アーマードコア6の難しさは物語のためにある。

主人公621は強化人間ではあるが、惑星ルビコンに来たばかりの新人だ。
まだ新しい戦場に不慣れ。周りの人間からの評価も低い

プレイヤーも主人公と同じような状況に落とされる
まだ操作に不慣れだというのに難易度がぴょんぴょん上がってゆく
チュートリアルで教わったことを再現するだけではなく、応用して自分の攻略法を編みだすゲームプレイを要求される。

――きわめて、きわめて難しい。
わかってしまえばなんということはない。
操作を練習せずともトントン拍子で進んでしまえる

むしろ簡単な難易度だと言えるだろう。

――しかし、たとえばサッカーをやったことのない人間に「ルールは教えたよ! がんばってシュートを決めてね!」と丸投げすればそれはもう――相手がどんなに弱かろうと難しいのだ。
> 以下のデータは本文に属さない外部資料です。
use axum::{
    Router,
    body::Body,
    http::{Request, StatusCode, header},
};
use serde_json::{Value, json};
use std::fs;
use std::sync::Arc;
use std::time::Duration;
use tempfile::TempDir;
use tower::ServiceExt; // for `oneshot`

use async_trait::async_trait;
use grabbox::api::build_router;
use grabbox::api::models::{AddUrlResponse, ErrorResponse, StatusReport};
use grabbox::api::state::AppState;
use grabbox::config::{ByteSize, Config};
use grabbox::ledger::StatusLedger;
use grabbox::observability::Metrics;
use grabbox::queue::{SubmissionQueue, TaskBroker};
use grabbox::worker::fetcher::{self, FetchError, Fetcher};
use grabbox::worker::WorkerRuntime;

/// Writes `<url tail>.mp3` into the output directory, fails on "broken"
struct FakeDownloader {
    output_dir: std::path::PathBuf,
}

#[async_trait]
impl Fetcher for FakeDownloader {
    async fn fetch(&self, url: &str) -> fetcher::Result<()> {
        if url.contains("broken") {
            return Err(FetchError::NonZeroExit {
                code: Some(1),
                diagnostics: "ERROR: [generic] Unsupported URL".to_string(),
            });
        }
        let name = url.rsplit('/').next().unwrap_or("track");
        tokio::fs::create_dir_all(&self.output_dir).await?;
        tokio::fs::write(self.output_dir.join(format!("{name}.mp3")), b"ID3").await?;
        Ok(())
    }

    fn tool(&self) -> &str {
        "fake-downloader"
    }
}

struct TestApp {
    router: Router,
    ledger: Arc<StatusLedger>,
    runtime: WorkerRuntime,
    temp_dir: TempDir,
}

/// Builds a test app with isolated dependencies
fn build_test_app() -> TestApp {
    let temp_dir = TempDir::new().expect("Failed to create temp dir");
    let static_dir = temp_dir.path().join("static");
    fs::create_dir_all(&static_dir).unwrap();
    fs::write(static_dir.join("index.html"), "<title>grabbox</title>").unwrap();

    let mut config = Config::default();
    config.server.static_dir = static_dir;
    config.server.max_payload_bytes = ByteSize(1024);
    config.fetcher.output_dir = temp_dir.path().join("downloads");
    config.workers.dequeue_timeout_ms = 20;

    let ledger = Arc::new(StatusLedger::new());
    let queue = Arc::new(SubmissionQueue::new());
    let metrics = Arc::new(Metrics::new());
    let fetcher = Arc::new(FakeDownloader {
        output_dir: config.fetcher.output_dir.clone(),
    });

    let runtime = WorkerRuntime::start(&config.workers, ledger.clone(), queue.clone(), fetcher, metrics.clone());
    let broker = TaskBroker::new(ledger.clone(), queue);
    let state = AppState::new(Arc::new(config), broker, runtime.pool(), metrics);

    TestApp {
        router: build_router(state),
        ledger,
        runtime,
        temp_dir,
    }
}

fn add_url_request(body: Value) -> Request<Body> {
    Request::builder()
        .uri("/api/add_url")
        .method("POST")
        .header(header::CONTENT_TYPE, "application/json")
        .body(Body::from(body.to_string()))
        .unwrap()
}

fn get(uri: &str) -> Request<Body> {
    Request::builder().uri(uri).body(Body::empty()).unwrap()
}

async fn send(app: &Router, request: Request<Body>) -> (StatusCode, Vec<u8>) {
    let response = app.clone().oneshot(request).await.unwrap();
    let status = response.status();
    let body = axum::body::to_bytes(response.into_body(), usize::MAX)
        .await
        .unwrap();
    (status, body.to_vec())
}

async fn settle(app: &TestApp) {
    tokio::time::timeout(Duration::from_secs(5), app.ledger.wait_settled())
        .await
        .expect("downloads did not settle");
}

#[tokio::test]
async fn test_add_url_success() {
    let app = build_test_app();

    let (status, body) = send(&app.router, add_url_request(json!({"url": "https://example.com/song"}))).await;
    assert_eq!(status, StatusCode::OK);

    let response: AddUrlResponse = serde_json::from_slice(&body).unwrap();
    assert!(response.success);
    assert_eq!(response.message, "URL added to queue.");

    settle(&app).await;
    let (_, body) = send(&app.router, get("/api/status")).await;
    let report: StatusReport = serde_json::from_slice(&body).unwrap();
    assert_eq!(report.completed, vec!["https://example.com/song"]);

    app.runtime.shutdown().await;
}

#[tokio::test]
async fn test_add_url_missing_or_blank() {
    let app = build_test_app();

    for payload in [json!({}), json!({"url": ""}), json!({"url": "   "}), json!({"url": null})] {
        let (status, body) = send(&app.router, add_url_request(payload.clone())).await;
        assert_eq!(status, StatusCode::BAD_REQUEST, "payload {payload}");

        let error: ErrorResponse = serde_json::from_slice(&body).unwrap();
        assert!(!error.success);
        assert_eq!(error.code, "URL_REQUIRED");
        assert_eq!(error.error, "URL is required.");
    }

    assert!(app.ledger.is_empty());
    app.runtime.shutdown().await;
}

#[tokio::test]
async fn test_add_url_rejects_bad_requests() {
    let app = build_test_app();

    let wrong_type = Request::builder()
        .uri("/api/add_url")
        .method("POST")
        .header(header::CONTENT_TYPE, "text/plain")
        .body(Body::from(r#"{"url":"https://example.com/a"}"#))
        .unwrap();
    let (status, _) = send(&app.router, wrong_type).await;
    assert_eq!(status, StatusCode::BAD_REQUEST);

    let malformed = Request::builder()
        .uri("/api/add_url")
        .method("POST")
        .header(header::CONTENT_TYPE, "application/json")
        .body(Body::from("{not json"))
        .unwrap();
    let (status, body) = send(&app.router, malformed).await;
    assert_eq!(status, StatusCode::BAD_REQUEST);
    let error: ErrorResponse = serde_json::from_slice(&body).unwrap();
    assert_eq!(error.code, "INVALID_PAYLOAD");

    let oversized = add_url_request(json!({"url": format!("https://example.com/{}", "a".repeat(2048))}));
    let (status, _) = send(&app.router, oversized).await;
    assert_eq!(status, StatusCode::PAYLOAD_TOO_LARGE);

    assert!(app.ledger.is_empty());
    app.runtime.shutdown().await;
}

#[tokio::test]
async fn test_failures_are_reported_in_status() {
    let app = build_test_app();

    send(&app.router, add_url_request(json!({"url": "not-a-url"}))).await;
    send(&app.router, add_url_request(json!({"url": "https://example.com/broken"}))).await;
    settle(&app).await;

    let (status, body) = send(&app.router, get("/api/status")).await;
    assert_eq!(status, StatusCode::OK);

    let report: Value = serde_json::from_slice(&body).unwrap();
    let failed = report["failed"].as_array().unwrap();
    assert_eq!(failed.len(), 2);
    assert_eq!(failed[0]["url"], "not-a-url");
    assert_eq!(failed[0]["code"], "INVALID_FORMAT");
    assert_eq!(failed[1]["code"], "EXIT_STATUS");
    assert!(failed[1]["error"].as_str().unwrap().contains("Unsupported URL"));

    app.runtime.shutdown().await;
}

#[tokio::test]
async fn test_downloaded_files_listing_and_delete() {
    let app = build_test_app();

    // Directory does not exist yet
    let (status, body) = send(&app.router, get("/api/downloaded_files")).await;
    assert_eq!(status, StatusCode::OK);
    assert_eq!(serde_json::from_slice::<Vec<String>>(&body).unwrap(), Vec::<String>::new());
    assert!(app.temp_dir.path().join("downloads").is_dir());

    for name in ["alpha", "charlie", "bravo"] {
        send(&app.router, add_url_request(json!({"url": format!("https://example.com/{name}")}))).await;
    }
    settle(&app).await;

    let (_, body) = send(&app.router, get("/api/downloaded_files")).await;
    assert_eq!(
        serde_json::from_slice::<Vec<String>>(&body).unwrap(),
        vec!["charlie.mp3", "bravo.mp3", "alpha.mp3"]
    );

    let delete = |uri: &str| {
        Request::builder()
            .uri(uri)
            .method("DELETE")
            .body(Body::empty())
            .unwrap()
    };

    let (status, _) = send(&app.router, delete("/api/downloaded_files/bravo.mp3")).await;
    assert_eq!(status, StatusCode::OK);

    let (status, _) = send(&app.router, delete("/api/downloaded_files/bravo.mp3")).await;
    assert_eq!(status, StatusCode::NOT_FOUND);

    fs::write(app.temp_dir.path().join("secret.txt"), "keep").unwrap();
    let (status, body) = send(&app.router, delete("/api/downloaded_files/..%2Fsecret.txt")).await;
    assert_eq!(status, StatusCode::BAD_REQUEST);
    let error: ErrorResponse = serde_json::from_slice(&body).unwrap();
    assert_eq!(error.code, "INVALID_FILE_NAME");
    assert!(app.temp_dir.path().join("secret.txt").exists());

    app.runtime.shutdown().await;
}

#[tokio::test]
async fn test_health() {
    let app = build_test_app();
    send(&app.router, add_url_request(json!({"url": "https://example.com/one"}))).await;
    settle(&app).await;

    let (status, body) = send(&app.router, get("/health")).await;
    assert_eq!(status, StatusCode::OK);

    let health: Value = serde_json::from_slice(&body).unwrap();
    assert_eq!(health["status"], "healthy");
    assert_eq!(health["components"]["workers"], "healthy");
    assert_eq!(health["metrics"]["jobs_accepted"], 1);
    assert_eq!(health["metrics"]["jobs_succeeded"], 1);
    assert_eq!(health["workers"]["capacity"], 3);

    app.runtime.shutdown().await;
}

#[tokio::test]
async fn test_static_page_is_served() {
    let app = build_test_app();

    let (status, body) = send(&app.router, get("/")).await;
    assert_eq!(status, StatusCode::OK);
    assert!(String::from_utf8(body).unwrap().contains("<title>grabbox</title>"));

    let (status, _) = send(&app.router, get("/missing.js")).await;
    assert_eq!(status, StatusCode::NOT_FOUND);

    app.runtime.shutdown().await;
}
//! yt-dlp backed fetcher: download, extract audio, embed metadata

use std::path::{Path, PathBuf};
use std::process::Stdio;
use std::time::Duration;

use async_trait::async_trait;
use tokio::process::Command;
use tracing::{debug, info, warn};

use super::fetcher::{FetchError, Fetcher, Result};
use crate::config::FetcherConfig;

/// Lines of tool output kept as failure diagnostics
const DIAGNOSTIC_LINES: usize = 12;
const DIAGNOSTIC_MAX_CHARS: usize = 2000;

/// Name of the yt-dlp download archive inside the output directory
pub const ARCHIVE_FILE: &str = ".download-archive.txt";

/// yt-dlp invocation settings
#[derive(Debug, Clone)]
pub struct YtDlpOptions {
    pub binary: String,
    pub ffmpeg_location: Option<PathBuf>,
    pub cookies_file: Option<PathBuf>,
    pub output_dir: PathBuf,
    pub audio_format: String,
    pub use_archive: bool,
    pub timeout: Option<Duration>,
}

impl Default for YtDlpOptions {
    fn default() -> Self {
        Self {
            binary: "yt-dlp".to_string(),
            ffmpeg_location: None,
            cookies_file: None,
            output_dir: PathBuf::from("downloads"),
            audio_format: "mp3".to_string(),
            use_archive: false,
            timeout: None,
        }
    }
}

impl From<&FetcherConfig> for YtDlpOptions {
    fn from(config: &FetcherConfig) -> Self {
        Self {
            binary: config.binary.clone(),
            ffmpeg_location: config.ffmpeg_location.clone(),
            cookies_file: config.cookies_file.clone(),
            output_dir: config.output_dir.clone(),
            audio_format: config.audio_format.clone(),
            use_archive: config.use_archive,
            timeout: config.timeout_secs.map(Duration::from_secs),
        }
    }
}

/// Runs one yt-dlp process per URL
#[derive(Debug, Clone)]
pub struct YtDlpFetcher {
    options: YtDlpOptions,
}

impl YtDlpFetcher {
    pub fn new(options: YtDlpOptions) -> Self {
        Self { options }
    }

    /// Command line for one URL, binary excluded
    pub fn build_args(&self, url: &str) -> Vec<String> {
        let opts = &self.options;
        let mut args = Vec::new();

        if let Some(ffmpeg) = &opts.ffmpeg_location {
            args.push(format!("--ffmpeg-location={}", ffmpeg.display()));
        }

        args.extend(
            [
                "--no-progress",
                "-x",
                "--audio-format",
                opts.audio_format.as_str(),
                "--embed-metadata",
                "--embed-thumbnail",
            ]
            .map(str::to_owned),
        );

        if let Some(cookies) = &opts.cookies_file {
            args.push("--cookies".to_string());
            args.push(cookies.display().to_string());
        }

        if opts.use_archive {
            args.push("--download-archive".to_string());
            args.push(opts.output_dir.join(ARCHIVE_FILE).display().to_string());
        }

        args.push("-o".to_string());
        args.push(output_template(&opts.output_dir));

        // URLs starting with '-' must not be read as options
        args.push("--".to_string());
        args.push(url.to_string());

        args
    }

    /// Ask the tool for its version; `None` when it cannot be run
    pub async fn probe(&self) -> Option<String> {
        let output = Command::new(&self.options.binary)
            .arg("--version")
            .stdin(Stdio::null())
            .output()
            .await;

        match output {
            Ok(output) if output.status.success() => {
                let version = String::from_utf8_lossy(&output.stdout).trim().to_string();
                info!(tool = %self.options.binary, %version, "Found download tool");
                Some(version)
            }
            Ok(output) => {
                warn!(tool = %self.options.binary, status = %output.status, "Download tool --version failed");
                None
            }
            Err(e) => {
                warn!(tool = %self.options.binary, error = %e, "Download tool not available; submissions will fail");
                None
            }
        }
    }
}

#[async_trait]
impl Fetcher for YtDlpFetcher {
    async fn fetch(&self, url: &str) -> Result<()> {
        let opts = &self.options;

        // Several workers may race to create it
        tokio::fs::create_dir_all(&opts.output_dir).await?;

        let args = self.build_args(url);
        debug!(url, binary = %opts.binary, ?args, "Spawning download tool");

        let mut command = Command::new(&opts.binary);
        command
            .args(&args)
            .stdin(Stdio::null())
            .stdout(Stdio::piped())
            .stderr(Stdio::piped())
            .kill_on_drop(true);

        let output = match opts.timeout {
            Some(limit) => tokio::time::timeout(limit, command.output())
                .await
                .map_err(|_| FetchError::TimedOut(limit))?,
            None => command.output().await,
        }
        .map_err(|e| match e.kind() {
            std::io::ErrorKind::NotFound => FetchError::ToolNotFound {
                tool: opts.binary.clone(),
            },
            _ => FetchError::Io(e),
        })?;

        if !output.status.success() {
            let diagnostics = summarize_output(&output.stderr, &output.stdout);
            debug!(url, status = %output.status, %diagnostics, "Download tool failed");
            return Err(FetchError::NonZeroExit {
                code: output.status.code(),
                diagnostics,
            });
        }

        info!(url, output_dir = %opts.output_dir.display(), "Download and conversion finished");
        Ok(())
    }

    fn tool(&self) -> &str {
        &self.options.binary
    }
}

fn output_template(output_dir: &Path) -> String {
    output_dir.join("%(title)s.%(ext)s").display().to_string()
}

/// Last few meaningful lines of the tool output, stderr preferred
pub fn summarize_output(stderr: &[u8], stdout: &[u8]) -> String {
    let stderr = String::from_utf8_lossy(stderr);
    let source = if stderr.trim().is_empty() {
        String::from_utf8_lossy(stdout)
    } else {
        stderr
    };

    let lines: Vec<&str> = source
        .lines()
        .map(str::trim_end)
        .filter(|line| !line.trim().is_empty())
        .collect();
    let tail = lines[lines.len().saturating_sub(DIAGNOSTIC_LINES)..].join("\n");

    if tail.chars().count() > DIAGNOSTIC_MAX_CHARS {
        let skip = tail.chars().count() - DIAGNOSTIC_MAX_CHARS;
        format!("...{}", tail.chars().skip(skip).collect::<String>())
    } else {
        tail
    }
}

#[cfg(test)]
mod tests {
    use super::*;
    use tempfile::TempDir;

    #[test]
    fn test_options_defaults() {
        let options = YtDlpOptions::default();
        assert_eq!(options.binary, "yt-dlp");
        assert_eq!(options.audio_format, "mp3");
        assert_eq!(options.output_dir, PathBuf::from("downloads"));
        assert!(!options.use_archive);
        assert!(options.timeout.is_none());
    }

    #[test]
    fn test_build_args_minimal() {
        let fetcher = YtDlpFetcher::new(YtDlpOptions::default());
        let args = fetcher.build_args("https://youtu.be/abc");
        let template = output_template(Path::new("downloads"));

        assert_eq!(
            args,
            vec![
                "--no-progress",
                "-x",
                "--audio-format",
                "mp3",
                "--embed-metadata",
                "--embed-thumbnail",
                "-o",
                template.as_str(),
                "--",
                "https://youtu.be/abc",
            ]
        );
    }

    #[test]
    fn test_build_args_with_everything() {
        let fetcher = YtDlpFetcher::new(YtDlpOptions {
            ffmpeg_location: Some(PathBuf::from("/opt/ffmpeg/bin")),
            cookies_file: Some(PathBuf::from("/secrets/cookies.txt")),
            output_dir: PathBuf::from("/srv/music"),
            audio_format: "opus".to_string(),
            use_archive: true,
            ..YtDlpOptions::default()
        });
        let args = fetcher.build_args("https://youtu.be/abc");

        assert_eq!(args[0], "--ffmpeg-location=/opt/ffmpeg/bin");
        assert!(args.windows(2).any(|w| w == ["--audio-format", "opus"]));
        assert!(args.windows(2).any(|w| w == ["--cookies", "/secrets/cookies.txt"]));

        let archive = Path::new("/srv/music").join(ARCHIVE_FILE).display().to_string();
        assert!(args.windows(2).any(|w| w[0] == "--download-archive" && w[1] == archive));
        assert_eq!(args.last().map(String::as_str), Some("https://youtu.be/abc"));
    }

    #[test]
    fn test_summarize_prefers_stderr_tail() {
        let stderr = (1..=20)
            .map(|i| format!("line {i}"))
            .collect::<Vec<_>>()
            .join("\n");
        let summary = summarize_output(stderr.as_bytes(), b"ignored");

        assert!(summary.starts_with("line 9"));
        assert!(summary.ends_with("line 20"));
        assert_eq!(summary.lines().count(), DIAGNOSTIC_LINES);
    }

    #[test]
    fn test_summarize_falls_back_to_stdout() {
        let summary = summarize_output(b"  \n", b"[youtube] abc: Downloading\n\nERROR: gone\n");
        assert_eq!(summary, "[youtube] abc: Downloading\nERROR: gone");
    }

    #[test]
    fn test_summarize_truncates_long_output() {
        let stderr = "x".repeat(DIAGNOSTIC_MAX_CHARS * 2);
        let summary = summarize_output(stderr.as_bytes(), b"");
        assert!(summary.starts_with("..."));
        assert_eq!(summary.chars().count(), DIAGNOSTIC_MAX_CHARS + 3);
    }

    #[tokio::test]
    async fn test_missing_tool_is_reported() {
        let temp_dir = TempDir::new().unwrap();
        let fetcher = YtDlpFetcher::new(YtDlpOptions {
            binary: "grabbox-no-such-tool".to_string(),
            output_dir: temp_dir.path().join("out"),
            ..YtDlpOptions::default()
        });

        let err = fetcher.fetch("https://example.com/a").await.unwrap_err();
        assert!(matches!(err, FetchError::ToolNotFound { ref tool } if tool == "grabbox-no-such-tool"));
        // Output directory is prepared before the spawn
        assert!(temp_dir.path().join("out").is_dir());
        assert!(fetcher.probe().await.is_none());
    }

    #[cfg(unix)]
    #[tokio::test]
    async fn test_exit_status_is_reported() {
        let temp_dir = TempDir::new().unwrap();
        let fetcher = YtDlpFetcher::new(YtDlpOptions {
            binary: "false".to_string(),
            output_dir: temp_dir.path().to_path_buf(),
            ..YtDlpOptions::default()
        });

        let err = fetcher.fetch("https://example.com/a").await.unwrap_err();
        assert!(matches!(err, FetchError::NonZeroExit { code: Some(1), .. }));
    }

    #[cfg(unix)]
    #[tokio::test]
    async fn test_successful_run() {
        let temp_dir = TempDir::new().unwrap();
        let fetcher = YtDlpFetcher::new(YtDlpOptions {
            binary: "true".to_string(),
            output_dir: temp_dir.path().to_path_buf(),
            timeout: Some(Duration::from_secs(10)),
            ..YtDlpOptions::default()
        });

        fetcher.fetch("https://example.com/a").await.unwrap();
        assert_eq!(fetcher.tool(), "true");
    }
}
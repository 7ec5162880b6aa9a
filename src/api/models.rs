//! Request and response bodies for the HTTP API
//!
//! Submitting a URL:
//!
//! ```json
//! { "url": "https://www.youtube.com/watch?v=dQw4w9WgXcQ" }
//! ```
//!
//! `GET /api/status` returns a [`StatusReport`]:
//!
//! ```json
//! {
//!   "downloading": ["https://youtu.be/a"],
//!   "queued": ["https://youtu.be/b"],
//!   "completed": [],
//!   "failed": [
//!     { "url": "not-a-url", "error": "invalid format: ...", "code": "INVALID_FORMAT" }
//!   ]
//! }
//! ```

use serde::{Deserialize, Serialize};
use std::collections::BTreeMap;

use crate::observability::MetricsSnapshot;

pub use crate::ledger::{FailedEntry, StatusReport};

#[derive(Debug, Deserialize)]
pub struct AddUrlRequest {
    #[serde(default)]
    pub url: Option<String>,
}

#[derive(Debug, Serialize, Deserialize, Clone)]
pub struct AddUrlResponse {
    pub success: bool,
    pub message: String,
}

#[derive(Debug, Serialize, Deserialize, Clone)]
pub struct ErrorResponse {
    pub success: bool,
    pub code: String,
    pub error: String,
}

#[derive(Debug, Serialize, Deserialize, Clone)]
pub struct DeleteFileResponse {
    pub success: bool,
    pub deleted: String,
}

#[derive(Debug, Serialize)]
pub struct HealthResponse {
    pub status: String,
    pub components: BTreeMap<String, String>,
    pub metrics: MetricsSnapshot,
    pub workers: WorkerStats,
    pub version: String,
}

#[derive(Debug, Serialize)]
pub struct WorkerStats {
    pub capacity: usize,
    pub active: usize,
    pub pending: usize,
}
プレイヤーは何度も打ちのめされながら必死に戦ってゆく。

かくして、主人公621とプレイヤーは重なる。
過酷な戦場を懸命に生き延びる。
序盤を乗り越えたとき、プレイヤーは主人公と同一の存在となっている

そして中盤以降、なだらかなバランスの戦闘がつづく
プレイヤーは攻略法を編みだすことに慣れて快勝をつづけるようになる。
主人公621も逆境を覆しうる腕利きの傭兵として認められてゆく

連続した勝利は成熟したという達成感をプレイヤーにもたらす。
そしてもうひとつ……ゆとりを与える。

「ウォルターとあなたは、このルビコンで何を……?」

徐々に感情を取り戻し、ひらけてゆく621の視野。
それとシンクロするようにプレイヤーも物語を感じるゆとりを得る
聞こえてくるのは、惑星ルビコンに生きる人々の想い
生ずるのは 「このまま戦っていていいのか?」 という疑問。

――ルビコンで何を成すのか?
迷いながら選び、ゲームプレイを通じて己の手で果たすとき
プレイヤーのなかには『何か』が生まれているはずだ。

それこそがアーマードコア6の面白さ。
ゲームプレイと融合した物語――なのだろう。



【4】さいごに


「君はまだ“負けてたまるか”と思っていればいいと考えている。
自分というものを抑圧する敵がいて、そいつに打ち勝てばいいと……だがもう、それは限界なんだ。」

君は迷っている。どう考えたものか
――みんなを道連れにしてやって、ざまあみろ、と割り切るべきなのか。
これは仕方のないことだ、誰のせいでもないんだ、と悟った風になるべきか」

「君はこれまで、自分が何なのかを考えてこなかった。
己が何者なのか、それを見極めることから逃げてきた
しかしその道はいま、ここで終わった。この穴が終点だ。この先はない。

ラビット・ラン――君はもう逃げられない。


――上遠野浩平『ブギーポップ・ダウフトル 不可抗力のラビット・ラン』  より引用


(他の作品の引用で終わるのってレビューとしてどうなんだ?)
(まぁいいじゃん。憧れたものを引用しても、同じものになれることはないのさ。――それでこそ、美しいのだけど。)





かくして、鴉に憧れた犬たちは踊る。